### [WHAT IS REQUIRED]
Would you tally how many lines in the records include the word "ProvingBackend"? Reply with the number only.

Source data

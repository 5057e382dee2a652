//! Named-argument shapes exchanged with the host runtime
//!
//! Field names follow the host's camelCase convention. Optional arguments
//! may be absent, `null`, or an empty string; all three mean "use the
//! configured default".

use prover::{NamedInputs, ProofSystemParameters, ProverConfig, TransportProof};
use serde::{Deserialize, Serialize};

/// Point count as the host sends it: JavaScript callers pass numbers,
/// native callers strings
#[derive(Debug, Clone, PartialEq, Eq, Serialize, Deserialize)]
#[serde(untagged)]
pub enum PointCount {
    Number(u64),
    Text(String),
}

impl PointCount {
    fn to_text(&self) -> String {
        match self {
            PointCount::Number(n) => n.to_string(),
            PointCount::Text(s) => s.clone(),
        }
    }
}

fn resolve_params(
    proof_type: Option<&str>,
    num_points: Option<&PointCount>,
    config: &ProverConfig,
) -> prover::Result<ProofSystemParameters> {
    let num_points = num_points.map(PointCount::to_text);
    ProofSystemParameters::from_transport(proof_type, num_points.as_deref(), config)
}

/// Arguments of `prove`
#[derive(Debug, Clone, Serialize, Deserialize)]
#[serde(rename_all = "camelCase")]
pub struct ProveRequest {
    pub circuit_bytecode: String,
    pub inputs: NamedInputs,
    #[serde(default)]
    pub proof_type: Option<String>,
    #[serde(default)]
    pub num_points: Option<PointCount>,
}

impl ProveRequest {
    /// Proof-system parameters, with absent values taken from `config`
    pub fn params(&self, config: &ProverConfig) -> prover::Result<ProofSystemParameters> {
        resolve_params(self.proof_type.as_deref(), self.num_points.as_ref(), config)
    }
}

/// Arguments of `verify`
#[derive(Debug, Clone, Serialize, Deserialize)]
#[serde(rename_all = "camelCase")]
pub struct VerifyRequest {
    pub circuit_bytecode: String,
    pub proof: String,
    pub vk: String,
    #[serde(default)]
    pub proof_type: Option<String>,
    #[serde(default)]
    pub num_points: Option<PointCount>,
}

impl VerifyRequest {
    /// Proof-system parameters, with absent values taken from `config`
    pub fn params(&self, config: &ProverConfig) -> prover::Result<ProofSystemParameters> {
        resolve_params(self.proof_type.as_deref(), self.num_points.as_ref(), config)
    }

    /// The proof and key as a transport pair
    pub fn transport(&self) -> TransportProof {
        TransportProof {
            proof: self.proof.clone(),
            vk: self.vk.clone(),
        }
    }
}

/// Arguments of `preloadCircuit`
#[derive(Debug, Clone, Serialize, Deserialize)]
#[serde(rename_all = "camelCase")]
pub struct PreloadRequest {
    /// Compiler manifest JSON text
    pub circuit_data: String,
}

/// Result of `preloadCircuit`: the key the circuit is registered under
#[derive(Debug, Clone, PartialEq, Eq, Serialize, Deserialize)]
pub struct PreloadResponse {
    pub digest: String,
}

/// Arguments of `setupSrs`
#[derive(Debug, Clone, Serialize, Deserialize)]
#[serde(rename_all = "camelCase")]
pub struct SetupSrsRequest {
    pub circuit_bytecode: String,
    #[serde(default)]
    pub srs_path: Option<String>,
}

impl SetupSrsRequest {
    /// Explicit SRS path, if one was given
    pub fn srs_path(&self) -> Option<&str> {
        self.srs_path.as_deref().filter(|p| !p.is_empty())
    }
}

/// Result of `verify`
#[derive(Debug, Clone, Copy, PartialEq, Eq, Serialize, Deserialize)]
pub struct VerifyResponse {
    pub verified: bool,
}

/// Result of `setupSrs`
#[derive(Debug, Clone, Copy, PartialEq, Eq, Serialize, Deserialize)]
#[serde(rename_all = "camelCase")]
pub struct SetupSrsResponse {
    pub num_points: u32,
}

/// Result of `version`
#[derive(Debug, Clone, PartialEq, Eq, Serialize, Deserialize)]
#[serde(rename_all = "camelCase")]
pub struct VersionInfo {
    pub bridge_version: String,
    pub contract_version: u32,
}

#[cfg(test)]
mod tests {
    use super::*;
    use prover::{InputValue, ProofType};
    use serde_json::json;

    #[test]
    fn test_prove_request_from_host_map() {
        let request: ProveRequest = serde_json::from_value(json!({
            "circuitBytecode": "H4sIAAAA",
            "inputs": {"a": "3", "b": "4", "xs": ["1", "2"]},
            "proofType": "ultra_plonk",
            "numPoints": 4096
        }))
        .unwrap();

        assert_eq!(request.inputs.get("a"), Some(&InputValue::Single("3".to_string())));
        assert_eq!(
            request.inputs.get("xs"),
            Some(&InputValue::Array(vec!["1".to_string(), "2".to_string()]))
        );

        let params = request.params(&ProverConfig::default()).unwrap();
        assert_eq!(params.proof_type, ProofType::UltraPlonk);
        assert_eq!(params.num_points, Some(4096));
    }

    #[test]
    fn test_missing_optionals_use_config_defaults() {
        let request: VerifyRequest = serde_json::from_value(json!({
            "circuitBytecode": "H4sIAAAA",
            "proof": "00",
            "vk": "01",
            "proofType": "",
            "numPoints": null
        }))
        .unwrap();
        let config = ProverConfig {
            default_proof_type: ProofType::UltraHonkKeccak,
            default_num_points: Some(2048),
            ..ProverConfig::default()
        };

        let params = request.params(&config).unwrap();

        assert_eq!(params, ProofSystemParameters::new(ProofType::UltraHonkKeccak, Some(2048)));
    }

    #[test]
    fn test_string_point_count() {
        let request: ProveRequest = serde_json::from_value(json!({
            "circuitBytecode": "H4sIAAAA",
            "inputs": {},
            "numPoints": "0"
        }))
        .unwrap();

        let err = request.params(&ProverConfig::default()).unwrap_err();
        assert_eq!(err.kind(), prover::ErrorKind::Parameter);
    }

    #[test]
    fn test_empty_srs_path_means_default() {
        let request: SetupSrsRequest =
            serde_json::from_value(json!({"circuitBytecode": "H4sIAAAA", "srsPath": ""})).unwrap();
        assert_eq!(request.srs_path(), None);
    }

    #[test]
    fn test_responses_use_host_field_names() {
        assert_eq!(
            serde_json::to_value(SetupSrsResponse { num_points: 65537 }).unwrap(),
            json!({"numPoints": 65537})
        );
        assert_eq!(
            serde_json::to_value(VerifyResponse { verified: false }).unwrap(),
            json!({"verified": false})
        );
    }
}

==

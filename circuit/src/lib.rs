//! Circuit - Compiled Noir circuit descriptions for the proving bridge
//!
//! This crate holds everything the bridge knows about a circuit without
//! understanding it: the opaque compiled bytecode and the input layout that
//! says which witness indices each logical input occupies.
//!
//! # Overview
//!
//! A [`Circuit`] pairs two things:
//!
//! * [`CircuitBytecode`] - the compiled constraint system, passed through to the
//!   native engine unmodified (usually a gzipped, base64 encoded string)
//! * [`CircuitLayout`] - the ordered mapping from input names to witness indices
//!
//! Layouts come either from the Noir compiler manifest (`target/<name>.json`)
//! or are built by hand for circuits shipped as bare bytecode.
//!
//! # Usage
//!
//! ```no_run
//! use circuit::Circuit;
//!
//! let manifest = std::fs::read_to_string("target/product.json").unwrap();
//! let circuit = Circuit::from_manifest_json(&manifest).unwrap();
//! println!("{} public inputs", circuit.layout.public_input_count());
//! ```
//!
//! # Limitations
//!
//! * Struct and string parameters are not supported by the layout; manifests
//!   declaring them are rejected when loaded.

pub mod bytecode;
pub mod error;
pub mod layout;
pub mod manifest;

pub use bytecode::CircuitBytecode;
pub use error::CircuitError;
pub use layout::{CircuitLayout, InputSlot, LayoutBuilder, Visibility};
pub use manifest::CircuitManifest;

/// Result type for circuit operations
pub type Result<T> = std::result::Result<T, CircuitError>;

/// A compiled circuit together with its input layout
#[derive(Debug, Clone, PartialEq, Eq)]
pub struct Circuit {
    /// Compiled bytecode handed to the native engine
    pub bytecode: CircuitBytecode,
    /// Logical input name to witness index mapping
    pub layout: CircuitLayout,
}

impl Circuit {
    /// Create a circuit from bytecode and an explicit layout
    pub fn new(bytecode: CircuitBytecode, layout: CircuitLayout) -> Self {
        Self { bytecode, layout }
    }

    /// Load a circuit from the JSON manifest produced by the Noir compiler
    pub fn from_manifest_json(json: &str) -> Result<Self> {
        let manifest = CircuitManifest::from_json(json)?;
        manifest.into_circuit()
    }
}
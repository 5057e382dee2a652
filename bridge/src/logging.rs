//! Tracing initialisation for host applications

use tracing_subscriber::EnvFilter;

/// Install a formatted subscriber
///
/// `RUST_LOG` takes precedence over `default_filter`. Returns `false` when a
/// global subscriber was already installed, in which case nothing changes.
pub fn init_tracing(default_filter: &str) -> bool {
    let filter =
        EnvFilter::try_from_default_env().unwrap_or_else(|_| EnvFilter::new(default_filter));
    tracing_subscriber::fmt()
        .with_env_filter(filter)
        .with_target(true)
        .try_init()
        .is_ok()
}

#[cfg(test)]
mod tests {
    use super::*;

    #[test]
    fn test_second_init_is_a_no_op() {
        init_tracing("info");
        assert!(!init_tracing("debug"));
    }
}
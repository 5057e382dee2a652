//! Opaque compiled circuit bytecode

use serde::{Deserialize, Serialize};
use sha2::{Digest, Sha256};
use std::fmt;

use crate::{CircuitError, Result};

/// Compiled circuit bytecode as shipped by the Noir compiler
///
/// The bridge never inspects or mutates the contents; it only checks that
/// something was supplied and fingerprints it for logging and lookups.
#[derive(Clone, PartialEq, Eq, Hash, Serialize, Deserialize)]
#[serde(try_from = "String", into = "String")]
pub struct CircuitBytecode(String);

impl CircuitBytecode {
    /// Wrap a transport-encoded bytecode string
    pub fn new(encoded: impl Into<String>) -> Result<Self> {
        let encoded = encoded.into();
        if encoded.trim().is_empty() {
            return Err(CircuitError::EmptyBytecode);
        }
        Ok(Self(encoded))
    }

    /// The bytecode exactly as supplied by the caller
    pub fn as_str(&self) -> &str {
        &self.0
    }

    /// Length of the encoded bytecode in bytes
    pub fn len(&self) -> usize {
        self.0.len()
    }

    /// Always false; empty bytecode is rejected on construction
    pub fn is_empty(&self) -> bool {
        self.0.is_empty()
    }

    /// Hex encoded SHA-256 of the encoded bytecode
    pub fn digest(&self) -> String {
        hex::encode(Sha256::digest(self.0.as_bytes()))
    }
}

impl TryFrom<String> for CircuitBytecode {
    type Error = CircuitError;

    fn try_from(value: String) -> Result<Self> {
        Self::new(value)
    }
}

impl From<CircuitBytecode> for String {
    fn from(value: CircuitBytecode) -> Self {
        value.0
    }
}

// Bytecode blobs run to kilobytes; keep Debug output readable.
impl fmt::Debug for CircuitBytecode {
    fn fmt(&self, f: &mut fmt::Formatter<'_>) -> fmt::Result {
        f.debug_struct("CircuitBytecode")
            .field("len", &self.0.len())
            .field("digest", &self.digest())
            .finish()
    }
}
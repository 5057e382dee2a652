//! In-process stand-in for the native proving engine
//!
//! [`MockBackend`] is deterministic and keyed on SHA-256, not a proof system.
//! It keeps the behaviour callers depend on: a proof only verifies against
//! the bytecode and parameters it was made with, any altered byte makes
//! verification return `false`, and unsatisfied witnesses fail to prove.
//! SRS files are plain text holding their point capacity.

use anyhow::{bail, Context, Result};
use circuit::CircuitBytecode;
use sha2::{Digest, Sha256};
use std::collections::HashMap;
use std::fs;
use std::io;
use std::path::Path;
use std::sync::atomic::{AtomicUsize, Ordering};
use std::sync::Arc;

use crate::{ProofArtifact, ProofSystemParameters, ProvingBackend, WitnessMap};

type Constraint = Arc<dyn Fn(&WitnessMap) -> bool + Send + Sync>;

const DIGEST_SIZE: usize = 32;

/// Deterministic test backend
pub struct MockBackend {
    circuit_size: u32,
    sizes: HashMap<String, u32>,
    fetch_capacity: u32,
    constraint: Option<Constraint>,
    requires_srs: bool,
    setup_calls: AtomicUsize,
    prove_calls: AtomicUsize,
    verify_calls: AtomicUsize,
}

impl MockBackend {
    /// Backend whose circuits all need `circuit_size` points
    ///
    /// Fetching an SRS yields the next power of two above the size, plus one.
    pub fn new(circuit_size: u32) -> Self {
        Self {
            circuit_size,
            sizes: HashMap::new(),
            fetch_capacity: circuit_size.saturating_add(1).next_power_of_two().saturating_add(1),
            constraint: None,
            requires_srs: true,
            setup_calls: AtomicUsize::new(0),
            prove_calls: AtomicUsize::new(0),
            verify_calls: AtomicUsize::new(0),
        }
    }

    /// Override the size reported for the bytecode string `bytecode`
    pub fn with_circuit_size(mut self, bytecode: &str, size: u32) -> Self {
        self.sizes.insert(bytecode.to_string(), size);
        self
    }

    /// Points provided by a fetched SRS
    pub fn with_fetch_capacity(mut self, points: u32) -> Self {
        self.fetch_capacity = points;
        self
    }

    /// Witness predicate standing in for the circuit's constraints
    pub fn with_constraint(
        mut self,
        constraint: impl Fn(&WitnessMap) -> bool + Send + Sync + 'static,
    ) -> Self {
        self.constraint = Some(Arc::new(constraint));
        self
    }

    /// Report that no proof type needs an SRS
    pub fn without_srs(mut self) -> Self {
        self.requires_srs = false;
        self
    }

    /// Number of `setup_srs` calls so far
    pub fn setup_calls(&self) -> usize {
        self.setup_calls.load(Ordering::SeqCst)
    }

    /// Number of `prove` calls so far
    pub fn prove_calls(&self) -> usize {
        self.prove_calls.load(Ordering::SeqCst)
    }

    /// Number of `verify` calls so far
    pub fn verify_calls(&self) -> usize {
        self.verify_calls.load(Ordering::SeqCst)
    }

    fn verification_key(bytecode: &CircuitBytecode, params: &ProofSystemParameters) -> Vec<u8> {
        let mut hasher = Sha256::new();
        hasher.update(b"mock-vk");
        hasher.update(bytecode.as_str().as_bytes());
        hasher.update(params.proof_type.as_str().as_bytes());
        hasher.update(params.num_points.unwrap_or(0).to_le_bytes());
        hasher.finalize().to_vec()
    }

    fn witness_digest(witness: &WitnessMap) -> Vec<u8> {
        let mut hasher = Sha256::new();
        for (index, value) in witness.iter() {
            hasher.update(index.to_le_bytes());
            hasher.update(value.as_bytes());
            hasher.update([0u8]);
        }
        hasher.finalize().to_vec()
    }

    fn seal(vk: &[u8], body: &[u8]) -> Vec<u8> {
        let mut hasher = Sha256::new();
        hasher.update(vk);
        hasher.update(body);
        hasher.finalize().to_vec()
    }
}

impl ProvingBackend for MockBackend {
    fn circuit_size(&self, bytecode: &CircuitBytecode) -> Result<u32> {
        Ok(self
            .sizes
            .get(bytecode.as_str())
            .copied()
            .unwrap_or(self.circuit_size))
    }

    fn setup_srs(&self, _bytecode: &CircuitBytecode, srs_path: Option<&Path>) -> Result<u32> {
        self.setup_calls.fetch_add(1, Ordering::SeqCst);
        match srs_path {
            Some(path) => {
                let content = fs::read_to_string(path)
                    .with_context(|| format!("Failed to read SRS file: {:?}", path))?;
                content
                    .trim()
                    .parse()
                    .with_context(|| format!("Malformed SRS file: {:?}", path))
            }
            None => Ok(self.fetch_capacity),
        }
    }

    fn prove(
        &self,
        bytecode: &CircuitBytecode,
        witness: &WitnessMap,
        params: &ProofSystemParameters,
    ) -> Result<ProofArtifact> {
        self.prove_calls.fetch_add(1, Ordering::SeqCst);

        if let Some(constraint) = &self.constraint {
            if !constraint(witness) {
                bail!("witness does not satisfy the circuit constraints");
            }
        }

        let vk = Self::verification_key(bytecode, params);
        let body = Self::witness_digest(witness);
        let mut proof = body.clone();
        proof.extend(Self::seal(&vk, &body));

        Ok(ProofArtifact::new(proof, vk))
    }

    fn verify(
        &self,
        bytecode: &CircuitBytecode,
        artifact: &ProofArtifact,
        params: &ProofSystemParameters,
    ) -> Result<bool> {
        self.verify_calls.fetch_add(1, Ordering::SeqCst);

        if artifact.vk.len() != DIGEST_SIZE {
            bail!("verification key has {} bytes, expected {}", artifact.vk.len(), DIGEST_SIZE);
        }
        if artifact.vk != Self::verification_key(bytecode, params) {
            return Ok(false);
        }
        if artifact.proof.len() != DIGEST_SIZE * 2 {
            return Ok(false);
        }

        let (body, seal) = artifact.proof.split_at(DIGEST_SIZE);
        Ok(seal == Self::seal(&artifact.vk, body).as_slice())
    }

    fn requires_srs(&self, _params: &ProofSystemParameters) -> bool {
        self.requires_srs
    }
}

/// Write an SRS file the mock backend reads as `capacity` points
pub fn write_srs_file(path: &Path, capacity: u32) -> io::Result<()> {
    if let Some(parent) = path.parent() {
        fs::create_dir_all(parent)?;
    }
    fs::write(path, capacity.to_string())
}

### [OUTPUT OF THE EXERCISE]
2